**Assignment**
The records need to be set down again exactly as they appear.
━━ Material shown ━━
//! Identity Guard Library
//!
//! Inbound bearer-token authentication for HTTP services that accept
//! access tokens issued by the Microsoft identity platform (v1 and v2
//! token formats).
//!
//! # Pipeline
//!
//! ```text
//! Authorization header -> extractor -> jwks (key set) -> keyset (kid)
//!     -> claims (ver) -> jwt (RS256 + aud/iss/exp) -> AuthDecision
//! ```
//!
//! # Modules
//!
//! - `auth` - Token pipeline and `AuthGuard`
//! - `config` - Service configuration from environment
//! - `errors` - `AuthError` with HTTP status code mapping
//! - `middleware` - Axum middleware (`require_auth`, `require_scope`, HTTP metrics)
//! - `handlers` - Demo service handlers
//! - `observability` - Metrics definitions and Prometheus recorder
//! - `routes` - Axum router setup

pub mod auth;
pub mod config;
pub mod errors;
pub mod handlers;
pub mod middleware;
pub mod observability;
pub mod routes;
━━━
**Task answer**
//! Identity Guard Library
//!
//! Inbound bearer-token authentication for HTTP services that accept
//! access tokens issued by the Microsoft identity platform (v1 and v2
//! token formats).
//!
//! # Pipeline
//!
//! ```text
//! Authorization header -> extractor -> jwks (key set) -> keyset (kid)
//!     -> claims (ver) -> jwt (RS256 + aud/iss/exp) -> AuthDecision
//! ```
//!
//! # Modules
//!
//! - `auth` - Token pipeline and `AuthGuard`
//! - `config` - Service configuration from environment
//! - `errors` - `AuthError` with HTTP status code mapping
//! - `middleware` - Axum middleware (`require_auth`, `require_scope`, HTTP metrics)
//! - `handlers` - Demo service handlers
//! - `observability` - Metrics definitions and Prometheus recorder
//! - `routes` - Axum router setup

pub mod auth;
pub mod config;
pub mod errors;
pub mod handlers;
pub mod middleware;
pub mod observability;
pub mod routes;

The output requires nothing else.